▸ Task inputs:
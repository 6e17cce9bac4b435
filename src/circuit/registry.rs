use std::{
    collections::HashMap,
    sync::{Arc, Mutex, MutexGuard, PoisonError},
};

use super::{CircuitBreaker, CircuitBreakerConfig};
use crate::time::Clock;
use crate::types::CircuitBreakerStats;

/// Owns at most one breaker per key. Built once in `main` and shared by `Arc`.
#[derive(Debug)]
pub struct CircuitBreakerRegistry {
    config: CircuitBreakerConfig,
    clock: Arc<dyn Clock>,
    breakers: Mutex<HashMap<String, Arc<CircuitBreaker>>>,
}

impl CircuitBreakerRegistry {
    pub fn new(config: CircuitBreakerConfig, clock: Arc<dyn Clock>) -> Self {
        Self {
            config,
            clock,
            breakers: Mutex::new(HashMap::new()),
        }
    }

    pub fn config(&self) -> &CircuitBreakerConfig {
        &self.config
    }

    /// Returns the breaker for `key`, creating it on first use.
    pub fn get(&self, key: &str) -> Arc<CircuitBreaker> {
        let mut breakers = self.lock();
        if let Some(breaker) = breakers.get(key) {
            return Arc::clone(breaker);
        }
        let breaker = Arc::new(CircuitBreaker::new(
            key,
            self.config.clone(),
            Arc::clone(&self.clock),
        ));
        breakers.insert(key.to_string(), Arc::clone(&breaker));
        breaker
    }

    pub fn get_existing(&self, key: &str) -> Option<Arc<CircuitBreaker>> {
        self.lock().get(key).cloned()
    }

    /// Stats for every known breaker, ordered by key.
    pub fn stats_all(&self) -> Vec<CircuitBreakerStats> {
        let breakers: Vec<Arc<CircuitBreaker>> = self.lock().values().cloned().collect();
        let mut stats: Vec<CircuitBreakerStats> =
            breakers.iter().map(|breaker| breaker.stats()).collect();
        stats.sort_by(|a, b| a.key.cmp(&b.key));
        stats
    }

    /// Keys whose breaker would reject a call issued now.
    pub fn rejecting_keys(&self) -> Vec<String> {
        let breakers: Vec<Arc<CircuitBreaker>> = self.lock().values().cloned().collect();
        breakers
            .iter()
            .filter(|breaker| !breaker.is_call_permitted())
            .map(|breaker| breaker.key().to_string())
            .collect()
    }

    /// Opens the breaker for `key`, creating it if it does not exist yet.
    pub fn force_open(&self, key: &str) -> CircuitBreakerStats {
        let breaker = self.get(key);
        breaker.force_open();
        breaker.stats()
    }

    pub fn force_close(&self, key: &str) -> Option<CircuitBreakerStats> {
        let breaker = self.get_existing(key)?;
        breaker.force_close();
        Some(breaker.stats())
    }

    pub fn reset(&self, key: &str) -> Option<CircuitBreakerStats> {
        let breaker = self.get_existing(key)?;
        breaker.reset();
        Some(breaker.stats())
    }

    fn lock(&self) -> MutexGuard<'_, HashMap<String, Arc<CircuitBreaker>>> {
        self.breakers.lock().unwrap_or_else(PoisonError::into_inner)
    }
}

▸ Task: Return all of the material precisely as written.

▸ Problem solution:
repository 6e17cce9bac4b435
filename src/circuit/registry.rs
use std::{
    collections::HashMap,
    sync::{Arc, Mutex, MutexGuard, PoisonError},
};

use super::{CircuitBreaker, CircuitBreakerConfig};
use crate::time::Clock;
use crate::types::CircuitBreakerStats;

/// Owns at most one breaker per key. Built once in `main` and shared by `Arc`.
#[derive(Debug)]
pub struct CircuitBreakerRegistry {
    config: CircuitBreakerConfig,
    clock: Arc<dyn Clock>,
    breakers: Mutex<HashMap<String, Arc<CircuitBreaker>>>,
}

impl CircuitBreakerRegistry {
    pub fn new(config: CircuitBreakerConfig, clock: Arc<dyn Clock>) -> Self {
        Self {
            config,
            clock,
            breakers: Mutex::new(HashMap::new()),
        }
    }

    pub fn config(&self) -> &CircuitBreakerConfig {
        &self.config
    }

    /// Returns the breaker for `key`, creating it on first use.
    pub fn get(&self, key: &str) -> Arc<CircuitBreaker> {
        let mut breakers = self.lock();
        if let Some(breaker) = breakers.get(key) {
            return Arc::clone(breaker);
        }
        let breaker = Arc::new(CircuitBreaker::new(
            key,
            self.config.clone(),
            Arc::clone(&self.clock),
        ));
        breakers.insert(key.to_string(), Arc::clone(&breaker));
        breaker
    }

    pub fn get_existing(&self, key: &str) -> Option<Arc<CircuitBreaker>> {
        self.lock().get(key).cloned()
    }

    /// Stats for every known breaker, ordered by key.
    pub fn stats_all(&self) -> Vec<CircuitBreakerStats> {
        let breakers: Vec<Arc<CircuitBreaker>> = self.lock().values().cloned().collect();
        let mut stats: Vec<CircuitBreakerStats> =
            breakers.iter().map(|breaker| breaker.stats()).collect();
        stats.sort_by(|a, b| a.key.cmp(&b.key));
        stats
    }

    /// Keys whose breaker would reject a call issued now.
    pub fn rejecting_keys(&self) -> Vec<String> {
        let breakers: Vec<Arc<CircuitBreaker>> = self.lock().values().cloned().collect();
        breakers
            .iter()
            .filter(|breaker| !breaker.is_call_permitted())
            .map(|breaker| breaker.key().to_string())
            .collect()
    }

    /// Opens the breaker for `key`, creating it if it does not exist yet.
    pub fn force_open(&self, key: &str) -> CircuitBreakerStats {
        let breaker = self.get(key);
        breaker.force_open();
        breaker.stats()
    }

    pub fn force_close(&self, key: &str) -> Option<CircuitBreakerStats> {
        let breaker = self.get_existing(key)?;
        breaker.force_close();
        Some(breaker.stats())
    }

    pub fn reset(&self, key: &str) -> Option<CircuitBreakerStats> {
        let breaker = self.get_existing(key)?;
        breaker.reset();
        Some(breaker.stats())
    }

    fn lock(&self) -> MutexGuard<'_, HashMap<String, Arc<CircuitBreaker>>> {
        self.breakers.lock().unwrap_or_else(PoisonError::into_inner)
    }
}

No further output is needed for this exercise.